• _Dataset records_:

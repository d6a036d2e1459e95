// SPDX-License-Identifier: MIT

//! Services module - business logic layer.

pub mod ingest;
pub mod matching;

pub use ingest::{IngestOutcome, UploadDetail, UploadProcessor};
pub use matching::{pick_auto_match, score_candidate, MatchCandidate, MatchInput, ScoredCandidate};
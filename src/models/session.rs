// SPDX-License-Identifier: MIT

//! Planned training session, owned by the plan/calendar subsystem.
//!
//! This service only reads these records; creating and editing sessions
//! happens elsewhere.

use chrono::NaiveDate;
use serde::{Deserialize, Serialize};

use crate::models::Sport;

/// A planned session considered as a match candidate.
#[derive(Debug, Clone, Serialize, Deserialize)]
pub struct PlannedSession {
    pub id: String,
    pub user_id: String,
    /// Calendar date of the session (no time of day is planned)
    pub date: NaiveDate,
    pub sport: Sport,
    /// Target duration in minutes, if the plan specifies one
    pub duration_minutes: Option<u32>,
    /// Target distance in meters, if the plan specifies one
    pub distance_m: Option<f64>,
}
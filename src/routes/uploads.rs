// SPDX-License-Identifier: MIT

//! Activity upload API routes.
//!
//! All routes require authentication; the auth middleware is applied in
//! routes/mod.rs.

use crate::config::MAX_UPLOAD_BYTES;
use crate::error::{AppError, Result};
use crate::middleware::auth::AuthUser;
use crate::models::{LinkType, UploadStatus};
use crate::services::ingest::{IngestOutcome, UploadDetail, UploadProcessor};
use crate::time_utils::format_utc_rfc3339;
use crate::AppState;
use axum::{
    extract::{DefaultBodyLimit, Multipart, Path, State},
    http::StatusCode,
    response::{IntoResponse, Response},
    routing::{get, post},
    Extension, Json, Router,
};
use serde::{Deserialize, Serialize};
use std::sync::Arc;

/// Recent-uploads listing size.
const RECENT_UPLOADS_LIMIT: u32 = 15;

pub fn routes() -> Router<Arc<AppState>> {
    Router::new()
        .route(
            "/api/uploads/activities",
            post(upload_activity).get(list_uploads),
        )
        .route("/api/uploads/activities/{upload_id}", get(get_upload))
        .route(
            "/api/uploads/activities/{upload_id}/attach",
            post(attach_upload),
        )
        // Headroom over the file limit for multipart framing; the exact
        // 20 MiB check happens against the decoded file bytes.
        .layer(DefaultBodyLimit::max(MAX_UPLOAD_BYTES + 1024 * 1024))
}

// ─── Upload Ingestion ────────────────────────────────────────

/// Successful ingestion response.
#[derive(Serialize)]
#[serde(rename_all = "camelCase")]
pub struct UploadAcceptedResponse {
    pub upload_id: String,
    pub completed_activity_id: String,
    /// Whether auto-matching linked the activity to a planned session
    pub matched: bool,
}

/// Idempotent re-upload response.
#[derive(Serialize)]
#[serde(rename_all = "camelCase")]
pub struct DuplicateResponse {
    pub duplicate: bool,
    pub upload_id: String,
    pub status: UploadStatus,
}

/// Parse failure response; the upload row is kept with status `error`.
#[derive(Serialize)]
#[serde(rename_all = "camelCase")]
pub struct ParseFailedResponse {
    pub error: String,
    pub upload_id: String,
}

/// Ingest one uploaded activity file.
///
/// Multipart form with a single `file` field. The whole pipeline runs
/// synchronously within this request; see `services::ingest`.
async fn upload_activity(
    State(state): State<Arc<AppState>>,
    Extension(user): Extension<AuthUser>,
    mut multipart: Multipart,
) -> Result<Response> {
    let mut file: Option<(String, Vec<u8>)> = None;
    while let Some(field) = multipart
        .next_field()
        .await
        .map_err(|e| AppError::Validation(format!("Malformed multipart body: {}", e)))?
    {
        if field.name() == Some("file") {
            let filename = field
                .file_name()
                .map(str::to_string)
                .ok_or_else(|| AppError::Validation("Missing filename".to_string()))?;
            let bytes = field
                .bytes()
                .await
                .map_err(|e| AppError::Validation(format!("Failed to read file: {}", e)))?;
            file = Some((filename, bytes.to_vec()));
        }
    }
    let (filename, bytes) = file.ok_or_else(|| AppError::Validation("Missing file".to_string()))?;

    tracing::debug!(
        user_id = %user.user_id,
        filename = %filename,
        size = bytes.len(),
        "Received activity upload"
    );

    let processor = UploadProcessor::new(state.db.clone());
    let outcome = processor
        .process_upload(&user.user_id, &filename, &bytes)
        .await?;

    Ok(match outcome {
        IngestOutcome::Duplicate { upload_id, status } => Json(DuplicateResponse {
            duplicate: true,
            upload_id,
            status,
        })
        .into_response(),
        IngestOutcome::Completed {
            upload_id,
            activity_id,
            matched,
        } => Json(UploadAcceptedResponse {
            upload_id,
            completed_activity_id: activity_id,
            matched,
        })
        .into_response(),
        IngestOutcome::ParseFailed { upload_id, message } => (
            StatusCode::BAD_REQUEST,
            Json(ParseFailedResponse {
                error: message,
                upload_id,
            }),
        )
            .into_response(),
    })
}

// ─── Upload Listing ──────────────────────────────────────────

#[derive(Serialize)]
#[serde(rename_all = "camelCase")]
pub struct ActivitySummary {
    pub id: String,
    pub sport_type: String,
    pub duration_sec: u32,
    pub distance_m: f64,
}

#[derive(Serialize)]
#[serde(rename_all = "camelCase")]
pub struct LinkSummary {
    pub planned_session_id: String,
    pub link_type: LinkType,
    pub confidence: f64,
}

#[derive(Serialize)]
#[serde(rename_all = "camelCase")]
pub struct UploadSummary {
    pub id: String,
    pub filename: String,
    pub file_type: String,
    pub file_size: u64,
    pub status: UploadStatus,
    #[serde(skip_serializing_if = "Option::is_none")]
    pub error_message: Option<String>,
    pub created_at: String,
    #[serde(skip_serializing_if = "Option::is_none")]
    pub activity: Option<ActivitySummary>,
    #[serde(skip_serializing_if = "Option::is_none")]
    pub link: Option<LinkSummary>,
}

impl From<UploadDetail> for UploadSummary {
    fn from(detail: UploadDetail) -> Self {
        let UploadDetail {
            upload,
            activity,
            link,
        } = detail;
        Self {
            id: upload.id,
            filename: upload.filename,
            file_type: upload.format.as_str().to_string(),
            file_size: upload.size_bytes,
            status: upload.status,
            error_message: upload.error_message,
            created_at: format_utc_rfc3339(upload.created_at),
            activity: activity.map(|a| ActivitySummary {
                id: a.id,
                sport_type: a.sport.as_str().to_string(),
                duration_sec: a.duration_sec,
                distance_m: a.distance_m,
            }),
            link: link.map(|l| LinkSummary {
                planned_session_id: l.planned_session_id,
                link_type: l.link_type,
                confidence: l.confidence,
            }),
        }
    }
}

#[derive(Serialize)]
pub struct UploadsResponse {
    pub uploads: Vec<UploadSummary>,
}

/// Recent uploads for the current user, newest first.
async fn list_uploads(
    State(state): State<Arc<AppState>>,
    Extension(user): Extension<AuthUser>,
) -> Result<Json<UploadsResponse>> {
    let processor = UploadProcessor::new(state.db.clone());
    let details = processor
        .recent_uploads(&user.user_id, RECENT_UPLOADS_LIMIT)
        .await?;

    Ok(Json(UploadsResponse {
        uploads: details.into_iter().map(UploadSummary::from).collect(),
    }))
}

#[derive(Serialize)]
pub struct UploadResponse {
    pub upload: UploadSummary,
}

/// One upload with its activity and link detail.
async fn get_upload(
    State(state): State<Arc<AppState>>,
    Extension(user): Extension<AuthUser>,
    Path(upload_id): Path<String>,
) -> Result<Json<UploadResponse>> {
    let processor = UploadProcessor::new(state.db.clone());
    let detail = processor.upload_detail(&user.user_id, &upload_id).await?;

    Ok(Json(UploadResponse {
        upload: detail.into(),
    }))
}

// ─── Manual Attach ───────────────────────────────────────────

#[derive(Deserialize)]
#[serde(rename_all = "camelCase")]
pub struct AttachRequest {
    pub planned_session_id: String,
}

#[derive(Serialize)]
pub struct AttachResponse {
    pub ok: bool,
}

/// Force-link an upload's activity to a chosen planned session.
async fn attach_upload(
    State(state): State<Arc<AppState>>,
    Extension(user): Extension<AuthUser>,
    Path(upload_id): Path<String>,
    Json(payload): Json<AttachRequest>,
) -> Result<Json<AttachResponse>> {
    let processor = UploadProcessor::new(state.db.clone());
    processor
        .attach(&user.user_id, &upload_id, &payload.planned_session_id)
        .await?;

    Ok(Json(AttachResponse { ok: true }))
}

• _ACTIVITY_:
All that belongs in the answer is the lines from the start of the entries above through the line containing "use crate::config::MAX_UPLOAD_BYTES;", each given exactly.

• _TASK RESULT_:
repository d6a036d2e1459e95
// SPDX-License-Identifier: MIT

//! Services module - business logic layer.

pub mod ingest;
pub mod matching;

pub use ingest::{IngestOutcome, UploadDetail, UploadProcessor};
pub use matching::{pick_auto_match, score_candidate, MatchCandidate, MatchInput, ScoredCandidate};
filename src/models/session.rs
// SPDX-License-Identifier: MIT

//! Planned training session, owned by the plan/calendar subsystem.
//!
//! This service only reads these records; creating and editing sessions
//! happens elsewhere.

use chrono::NaiveDate;
use serde::{Deserialize, Serialize};

use crate::models::Sport;

/// A planned session considered as a match candidate.
#[derive(Debug, Clone, Serialize, Deserialize)]
pub struct PlannedSession {
    pub id: String,
    pub user_id: String,
    /// Calendar date of the session (no time of day is planned)
    pub date: NaiveDate,
    pub sport: Sport,
    /// Target duration in minutes, if the plan specifies one
    pub duration_minutes: Option<u32>,
    /// Target distance in meters, if the plan specifies one
    pub distance_m: Option<f64>,
}
filename src/routes/uploads.rs
// SPDX-License-Identifier: MIT

//! Activity upload API routes.
//!
//! All routes require authentication; the auth middleware is applied in
//! routes/mod.rs.

use crate::config::MAX_UPLOAD_BYTES;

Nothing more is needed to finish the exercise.